WHAT TO DO: Which lines below contain "directory"? Copy every one of them.

-------- MATERIAL SHOWN --------

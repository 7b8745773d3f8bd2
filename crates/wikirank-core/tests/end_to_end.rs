//! End-to-end tests: CSV on disk → `run` → output directory

use std::io::Write;
use std::path::{Path, PathBuf};

use tempfile::TempDir;
use wikirank_core::manifest::MANIFEST_FILE;
use wikirank_core::report::{LANG_SUMMARY_FILE, QUALITY_BINS_FILE, TITLE_LEN_BINS_FILE, TOPK_FILE};
use wikirank_core::sink::RECORDS_FILE;
use wikirank_core::{Config, EtlError, EtlParams, NormalizedRecord, ProgressContext, RunManifest};

const HEADER: &str = "Language,Title,Page_ID,WikiRank_score\n";

fn write_input(dir: &Path, name: &str, body: &str) -> PathBuf {
    let path = dir.join(name);
    std::fs::write(&path, format!("{HEADER}{body}")).expect("Failed to write input");
    path
}

fn config(input: PathBuf, output_dir: PathBuf) -> Config {
    Config {
        input,
        output_dir,
        ..Default::default()
    }
}

fn read(dir: &Path, name: &str) -> String {
    std::fs::read_to_string(dir.join(name)).unwrap_or_else(|e| panic!("{name}: {e}"))
}

fn records(dir: &Path) -> Vec<NormalizedRecord> {
    read(dir, RECORDS_FILE)
        .lines()
        .map(|line| serde_json::from_str(line).expect("Invalid JSONL line"))
        .collect()
}

/// Deterministic mixed input: several languages, some missing fields.
fn synthetic_body(n: usize) -> String {
    let langs = ["en", "fr", "de", "pl", ""];
    let mut body = String::new();
    for i in 0..n {
        let lang = langs[i % langs.len()];
        let quality = match i % 7 {
            0 => String::new(),
            // repeated scores exercise the page_id tie-break
            1 | 2 => "80".to_string(),
            _ => format!("{:.3}", (i * 37 % 1000) as f64 / 10.0),
        };
        let page_id = if i % 11 == 0 { String::new() } else { (i * 13 % 97).to_string() };
        body.push_str(&format!("{lang},\"Title, number {i}\",{page_id},{quality}\n"));
    }
    body
}

#[test]
fn three_row_scenario() {
    let tmp = TempDir::new().unwrap();
    let input = write_input(tmp.path(), "in.csv", "en,Cat,1,85\nen,Dog,2,60\nfr,Chat,3,\n");
    let out = tmp.path().join("out");

    let mut cfg = config(input, out.clone());
    cfg.params.top_k = 1;
    let summary = wikirank_core::run(&cfg, &ProgressContext::hidden()).expect("Run should succeed");

    assert_eq!(summary.rows_read, 3);
    assert_eq!(summary.languages, 2);
    assert_eq!(summary.topk_entries, 1);
    assert_eq!(summary.chunks, 1);

    assert_eq!(
        read(&out, LANG_SUMMARY_FILE),
        "lang,article_count,avg_quality,high_quality_ratio\nen,2,72.5,0.5\nfr,1,0.0,0.0\n"
    );
    assert_eq!(
        read(&out, QUALITY_BINS_FILE),
        "lang,quality_bin,bin_count\nen,60,1\nen,80,1\nfr,-1,1\n"
    );
    assert_eq!(
        read(&out, TITLE_LEN_BINS_FILE),
        concat!(
            "lang,title_len_bin,bin_count,avg_quality,high_quality_ratio\n",
            "en,0,2,72.5,0.5\nfr,0,1,0.0,0.0\n"
        )
    );
    assert_eq!(
        read(&out, TOPK_FILE),
        "lang\trank\tquality\tpage_id\ttitle\nen\t1\t85.0\t1\tCat\n"
    );

    let jsonl = read(&out, RECORDS_FILE);
    let lines: Vec<&str> = jsonl.lines().collect();
    assert_eq!(
        lines[0],
        r#"{"lang":"en","title":"Cat","page_id":1,"quality":85.0,"title_len":3,"quality_bin":80,"is_high_quality":1,"title_len_bin":0}"#
    );
    assert_eq!(
        lines[2],
        r#"{"lang":"fr","title":"Chat","page_id":3,"quality":null,"title_len":4,"quality_bin":-1,"is_high_quality":0,"title_len_bin":0}"#
    );
    assert!(out.join(MANIFEST_FILE).exists());
}

#[test]
fn missing_columns_fail_before_touching_outputs() {
    let tmp = TempDir::new().unwrap();
    let input = tmp.path().join("in.csv");
    std::fs::write(&input, "lang,Title,page\nen,Cat,1\n").unwrap();
    let out = tmp.path().join("out");
    std::fs::create_dir_all(&out).unwrap();
    std::fs::write(out.join(LANG_SUMMARY_FILE), "previous run").unwrap();

    let err = wikirank_core::run(&config(input, out.clone()), &ProgressContext::hidden())
        .expect_err("Run should fail on missing columns");

    let etl = err
        .downcast_ref::<EtlError>()
        .expect("Root cause should be an EtlError");
    match etl {
        EtlError::MissingColumns(cols) => {
            assert_eq!(cols, &["Language", "Page_ID", "WikiRank_score"]);
        }
        other => panic!("Unexpected error: {other}"),
    }
    assert_eq!(etl.exit_code(), 2);
    assert_eq!(read(&out, LANG_SUMMARY_FILE), "previous run");
    assert!(!out.join(RECORDS_FILE).exists());
}

#[test]
fn invalid_params_rejected() {
    let tmp = TempDir::new().unwrap();
    let input = write_input(tmp.path(), "in.csv", "en,Cat,1,85\n");
    let mut cfg = config(input, tmp.path().join("out"));
    cfg.params.quality_bin_size = 0;

    let err = wikirank_core::run(&cfg, &ProgressContext::hidden()).unwrap_err();
    assert!(matches!(
        err.downcast_ref::<EtlError>(),
        Some(EtlError::InvalidConfig(_))
    ));
    assert!(!tmp.path().join("out").exists());
}

#[test]
fn stale_outputs_removed_on_rerun() {
    let tmp = TempDir::new().unwrap();
    let input = write_input(tmp.path(), "in.csv", "en,Cat,1,85\n");
    let out = tmp.path().join("out");
    std::fs::create_dir_all(&out).unwrap();
    std::fs::write(out.join("lang_topk.parquet"), b"stale").unwrap();
    std::fs::write(out.join("articles_clean.jsonl.tmp"), b"partial").unwrap();
    std::fs::write(out.join("keep.txt"), b"user file").unwrap();

    wikirank_core::run(&config(input, out.clone()), &ProgressContext::hidden()).unwrap();

    assert!(!out.join("lang_topk.parquet").exists());
    assert!(!out.join("articles_clean.jsonl.tmp").exists());
    assert!(out.join("keep.txt").exists());
    assert_eq!(records(&out).len(), 1);
}

#[test]
fn jsonl_preserves_row_order_and_cleans_titles() {
    let tmp = TempDir::new().unwrap();
    let input = write_input(
        tmp.path(),
        "in.csv",
        "en,\"  Multi\nLine\tTitle \",10,12.5\nde,Zebra,12.0,NaN\nen,,x,99\n",
    );
    let out = tmp.path().join("out");
    wikirank_core::run(&config(input, out.clone()), &ProgressContext::hidden()).unwrap();

    let recs = records(&out);
    assert_eq!(recs.len(), 3);
    assert_eq!(recs[0].title, "Multi Line Title");
    assert_eq!(recs[0].title_len, 16);
    assert_eq!(recs[0].quality_bin, 10);
    assert_eq!(recs[1].language.as_deref(), Some("de"));
    assert_eq!(recs[1].page_id, Some(12));
    assert_eq!(recs[1].quality, None);
    assert_eq!(recs[2].title, "");
    assert_eq!(recs[2].page_id, None);
    assert!(recs[2].is_high_quality);
}

#[test]
fn chunk_size_does_not_change_outputs() {
    let tmp = TempDir::new().unwrap();
    let input = write_input(tmp.path(), "in.csv", &synthetic_body(500));

    let mut outputs = Vec::new();
    for chunk_size in [1, 7, 1000] {
        let out = tmp.path().join(format!("out_{chunk_size}"));
        let mut cfg = config(input.clone(), out.clone());
        cfg.params.chunk_size = chunk_size;
        cfg.params.top_k = 5;
        let summary = wikirank_core::run(&cfg, &ProgressContext::hidden()).unwrap();
        assert_eq!(summary.rows_read, 500);
        outputs.push((out, summary));
    }

    let (first_dir, first) = &outputs[0];
    assert_eq!(first.chunks, 500);
    for (dir, summary) in &outputs[1..] {
        for name in [
            RECORDS_FILE,
            LANG_SUMMARY_FILE,
            QUALITY_BINS_FILE,
            TITLE_LEN_BINS_FILE,
            TOPK_FILE,
        ] {
            assert_eq!(read(first_dir, name), read(dir, name), "{name} differs");
        }
        assert_eq!(first.content_hash, summary.content_hash);
    }
}

#[test]
fn rows_without_language_dropped_by_default() {
    let tmp = TempDir::new().unwrap();
    let input = write_input(tmp.path(), "in.csv", "en,Cat,1,85\n,Ghost,2,90\nNA,Other,3,95\n");
    let out = tmp.path().join("out");

    let summary =
        wikirank_core::run(&config(input, out.clone()), &ProgressContext::hidden()).unwrap();
    assert_eq!(summary.rows_read, 3);
    assert_eq!(summary.rows_without_language, 2);
    assert_eq!(summary.languages, 1);

    let recs = records(&out);
    assert_eq!(recs.len(), 3);
    assert_eq!(recs[1].language, None);
    assert!(read(&out, RECORDS_FILE).contains(r#"{"lang":null,"title":"Ghost""#));
    assert_eq!(
        read(&out, LANG_SUMMARY_FILE),
        "lang,article_count,avg_quality,high_quality_ratio\nen,1,85.0,1.0\n"
    );
}

#[test]
fn rows_without_language_bucketed_when_configured() {
    let tmp = TempDir::new().unwrap();
    let input = write_input(tmp.path(), "in.csv", "en,Cat,1,85\n,Ghost,2,90\n");
    let out = tmp.path().join("out");
    let mut cfg = config(input, out.clone());
    cfg.params = EtlParams {
        unknown_language: Some("unknown".to_string()),
        ..Default::default()
    };

    let summary = wikirank_core::run(&cfg, &ProgressContext::hidden()).unwrap();
    assert_eq!(summary.rows_without_language, 0);
    assert_eq!(summary.languages, 2);
    assert!(read(&out, LANG_SUMMARY_FILE).contains("unknown,1,90.0,1.0"));
    assert!(read(&out, TOPK_FILE).contains("unknown\t1\t90.0\t2\tGhost"));
    // The record stream keeps the source value
    assert_eq!(records(&out)[1].language, None);
}

#[test]
fn gzip_input_matches_plain() {
    let tmp = TempDir::new().unwrap();
    let body = synthetic_body(120);
    let plain = write_input(tmp.path(), "in.csv", &body);

    let gz_path = tmp.path().join("in.csv.gz");
    let mut encoder = flate2::write::GzEncoder::new(
        std::fs::File::create(&gz_path).unwrap(),
        flate2::Compression::default(),
    );
    encoder.write_all(HEADER.as_bytes()).unwrap();
    encoder.write_all(body.as_bytes()).unwrap();
    encoder.finish().unwrap();

    let out_plain = tmp.path().join("plain");
    let out_gz = tmp.path().join("gz");
    let a = wikirank_core::run(&config(plain, out_plain), &ProgressContext::hidden()).unwrap();
    let b = wikirank_core::run(&config(gz_path, out_gz), &ProgressContext::hidden()).unwrap();

    assert_eq!(b.rows_read, 120);
    assert_eq!(a.content_hash, b.content_hash);
}

#[test]
fn parquet_tables_written_when_enabled() {
    let tmp = TempDir::new().unwrap();
    let input = write_input(tmp.path(), "in.csv", &synthetic_body(50));
    let out = tmp.path().join("out");
    let mut cfg = config(input, out.clone());
    cfg.parquet = true;

    let summary = wikirank_core::run(&cfg, &ProgressContext::hidden()).unwrap();
    assert_eq!(summary.tables.len(), 8);
    for name in [
        "lang_summary.parquet",
        "lang_quality_bin_summary.parquet",
        "lang_titlelen_bin_summary.parquet",
        "lang_topk.parquet",
    ] {
        assert!(wikirank_core::sink::is_valid_parquet(&out.join(name)), "{name}");
    }

    let manifest = RunManifest::read_from(&out).unwrap();
    assert_eq!(manifest.file_hashes.len(), 9);
}

#[test]
fn manifest_verifies_and_detects_tampering() {
    let tmp = TempDir::new().unwrap();
    let input = write_input(tmp.path(), "in.csv", &synthetic_body(40));
    let out = tmp.path().join("out");
    let summary =
        wikirank_core::run(&config(input, out.clone()), &ProgressContext::hidden()).unwrap();

    let manifest = RunManifest::read_from(&out).unwrap();
    assert_eq!(manifest.content_hash, summary.content_hash);
    assert_eq!(manifest.counts.rows_read, 40);
    assert!(manifest.verify(&out).is_clean());

    std::fs::write(out.join(TOPK_FILE), "lang\trank\n").unwrap();
    let report = manifest.verify(&out);
    assert_eq!(report.mismatched, vec![TOPK_FILE.to_string()]);
}

#[test]
fn empty_input_produces_header_only_tables() {
    let tmp = TempDir::new().unwrap();
    let input = write_input(tmp.path(), "in.csv", "");
    let out = tmp.path().join("out");

    let summary =
        wikirank_core::run(&config(input, out.clone()), &ProgressContext::hidden()).unwrap();
    assert_eq!(summary.rows_read, 0);
    assert_eq!(summary.chunks, 0);
    assert_eq!(read(&out, RECORDS_FILE), "");
    assert_eq!(read(&out, TOPK_FILE), "lang\trank\tquality\tpage_id\ttitle\n");
}
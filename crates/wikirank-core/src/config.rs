//! ETL run configuration

use std::path::PathBuf;

use serde::{Deserialize, Serialize};

use crate::error::EtlError;

/// Quality score at or above which an article counts as high quality
pub const DEFAULT_HQ_THRESHOLD: f64 = 80.0;
pub const DEFAULT_QUALITY_BIN_SIZE: u32 = 10;
pub const DEFAULT_TITLE_LEN_BIN_SIZE: u32 = 20;
pub const DEFAULT_TOP_K: usize = 50;
/// Rows per chunk; bounds peak memory of the read loop
pub const DEFAULT_CHUNK_SIZE: usize = 200_000;

/// Values read as "absent", matching the usual dataframe NA conventions.
pub const DEFAULT_NA_VALUES: &[&str] = &[
    "", "#N/A", "#N/A N/A", "#NA", "-1.#IND", "-1.#QNAN", "-NaN", "-nan", "1.#IND", "1.#QNAN",
    "<NA>", "N/A", "NA", "NULL", "NaN", "None", "n/a", "nan", "null",
];

/// Source header names for the four logical fields
#[derive(Debug, Clone, PartialEq, Eq, Serialize, Deserialize)]
#[serde(default)]
pub struct ColumnMapping {
    pub language: String,
    pub title: String,
    pub page_id: String,
    pub quality: String,
}

impl Default for ColumnMapping {
    fn default() -> Self {
        Self {
            language: "Language".to_string(),
            title: "Title".to_string(),
            page_id: "Page_ID".to_string(),
            quality: "WikiRank_score".to_string(),
        }
    }
}

/// Parameters that affect output content.
///
/// Two runs over the same input with equal params produce byte-identical
/// summary tables.
#[derive(Debug, Clone, PartialEq, Serialize, Deserialize)]
#[serde(default)]
pub struct EtlParams {
    pub hq_threshold: f64,
    pub quality_bin_size: u32,
    pub title_len_bin_size: u32,
    pub top_k: usize,
    pub chunk_size: usize,
    /// Bucket key for rows without a language; `None` drops them from aggregates
    pub unknown_language: Option<String>,
}

impl Default for EtlParams {
    fn default() -> Self {
        Self {
            hq_threshold: DEFAULT_HQ_THRESHOLD,
            quality_bin_size: DEFAULT_QUALITY_BIN_SIZE,
            title_len_bin_size: DEFAULT_TITLE_LEN_BIN_SIZE,
            top_k: DEFAULT_TOP_K,
            chunk_size: DEFAULT_CHUNK_SIZE,
            unknown_language: None,
        }
    }
}

impl EtlParams {
    pub fn validate(&self) -> Result<(), EtlError> {
        if self.quality_bin_size == 0 {
            return Err(EtlError::InvalidConfig("quality_bin_size must be >= 1".into()));
        }
        if self.title_len_bin_size == 0 {
            return Err(EtlError::InvalidConfig("title_len_bin_size must be >= 1".into()));
        }
        if self.chunk_size == 0 {
            return Err(EtlError::InvalidConfig("chunk_size must be >= 1".into()));
        }
        if !self.hq_threshold.is_finite() {
            return Err(EtlError::InvalidConfig("hq_threshold must be finite".into()));
        }
        if self.unknown_language.as_deref() == Some("") {
            return Err(EtlError::InvalidConfig("unknown_language must not be empty".into()));
        }
        Ok(())
    }
}

/// Runtime configuration for one ETL run
#[derive(Debug, Clone, Serialize, Deserialize)]
pub struct Config {
    /// Input CSV (optionally gzip-compressed)
    pub input: PathBuf,
    /// Output directory for JSONL, summary tables and manifest
    pub output_dir: PathBuf,
    pub columns: ColumnMapping,
    pub na_values: Vec<String>,
    pub params: EtlParams,
    /// Also write summary tables as Parquet
    pub parquet: bool,
    /// Zstd compression level for Parquet output
    pub zstd_level: i32,
}

impl Default for Config {
    fn default() -> Self {
        Self {
            input: PathBuf::from("wikirank.csv"),
            output_dir: PathBuf::from("output"),
            columns: ColumnMapping::default(),
            na_values: DEFAULT_NA_VALUES.iter().map(|s| s.to_string()).collect(),
            params: EtlParams::default(),
            parquet: false,
            zstd_level: 3,
        }
    }
}

impl Config {
    pub fn validate(&self) -> Result<(), EtlError> {
        self.params.validate()?;
        if self.parquet && !(1..=22).contains(&self.zstd_level) {
            return Err(EtlError::InvalidConfig(format!(
                "zstd_level {} out of range 1..=22",
                self.zstd_level
            )));
        }
        Ok(())
    }
}
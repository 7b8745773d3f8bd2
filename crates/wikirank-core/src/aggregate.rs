//! Running count/sum accumulators per language and per (language, bin)
//!
//! Bins are nested under their language entry, so one hash lookup on the
//! language string finds all three accumulators for a row. The composite
//! (language, bin) view is materialized only in [`Aggregates`].

use std::collections::BTreeMap;

use rustc_hash::FxHashMap;

use crate::normalize::NormalizedRecord;

/// Count plus quality signal for one group.
///
/// `count` is row coverage; `quality_sum` only sees rows that had a quality.
#[derive(Debug, Clone, Copy, Default, PartialEq)]
pub struct GroupStats {
    pub count: u64,
    pub quality_sum: f64,
    pub high_quality_count: u64,
}

impl GroupStats {
    fn observe(&mut self, quality: Option<f64>, is_high_quality: bool) {
        self.count += 1;
        self.quality_sum += quality.unwrap_or(0.0);
        self.high_quality_count += u64::from(is_high_quality);
    }

    /// `quality_sum / count`, or 0 for an empty group
    pub fn avg_quality(&self) -> f64 {
        if self.count == 0 {
            0.0
        } else {
            self.quality_sum / self.count as f64
        }
    }

    /// `high_quality_count / count`, or 0 for an empty group
    pub fn high_quality_ratio(&self) -> f64 {
        if self.count == 0 {
            0.0
        } else {
            self.high_quality_count as f64 / self.count as f64
        }
    }
}

#[derive(Debug, Default)]
struct LanguageEntry {
    totals: GroupStats,
    quality_bins: FxHashMap<i64, u64>,
    title_len_bins: FxHashMap<i64, GroupStats>,
}

impl LanguageEntry {
    fn observe(&mut self, record: &NormalizedRecord) {
        self.totals.observe(record.quality, record.is_high_quality);
        *self.quality_bins.entry(record.quality_bin).or_insert(0) += 1;
        self.title_len_bins
            .entry(record.title_len_bin)
            .or_default()
            .observe(record.quality, record.is_high_quality);
    }
}

/// Write-only accumulator state. Read it through [`RunningAggregator::finish`].
#[derive(Debug, Default)]
pub struct RunningAggregator {
    languages: FxHashMap<String, LanguageEntry>,
}

impl RunningAggregator {
    pub fn new() -> Self {
        Self::default()
    }

    /// Fold one record into the accumulators for `language`.
    pub fn observe(&mut self, language: &str, record: &NormalizedRecord) {
        if let Some(entry) = self.languages.get_mut(language) {
            entry.observe(record);
        } else {
            let mut entry = LanguageEntry::default();
            entry.observe(record);
            self.languages.insert(language.to_string(), entry);
        }
    }

    /// Distinct languages seen so far
    pub fn language_count(&self) -> usize {
        self.languages.len()
    }

    /// Freeze into key-ordered tables.
    pub fn finish(self) -> Aggregates {
        let mut out = Aggregates::default();
        for (lang, entry) in self.languages {
            for (bin, count) in entry.quality_bins {
                out.quality_bins.insert((lang.clone(), bin), count);
            }
            for (bin, stats) in entry.title_len_bins {
                out.title_len_bins.insert((lang.clone(), bin), stats);
            }
            out.languages.insert(lang, entry.totals);
        }
        out
    }
}

/// Final accumulator values, ordered by language then bin
#[derive(Debug, Default, Clone, PartialEq)]
pub struct Aggregates {
    pub languages: BTreeMap<String, GroupStats>,
    pub quality_bins: BTreeMap<(String, i64), u64>,
    pub title_len_bins: BTreeMap<(String, i64), GroupStats>,
}

impl Aggregates {
    /// Sum of per-language counts
    pub fn total_count(&self) -> u64 {
        self.languages.values().map(|s| s.count).sum()
    }
}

--------

ANSWER:
//! End-to-end tests: CSV on disk → `run` → output directory
    /// Output directory for JSONL, summary tables and manifest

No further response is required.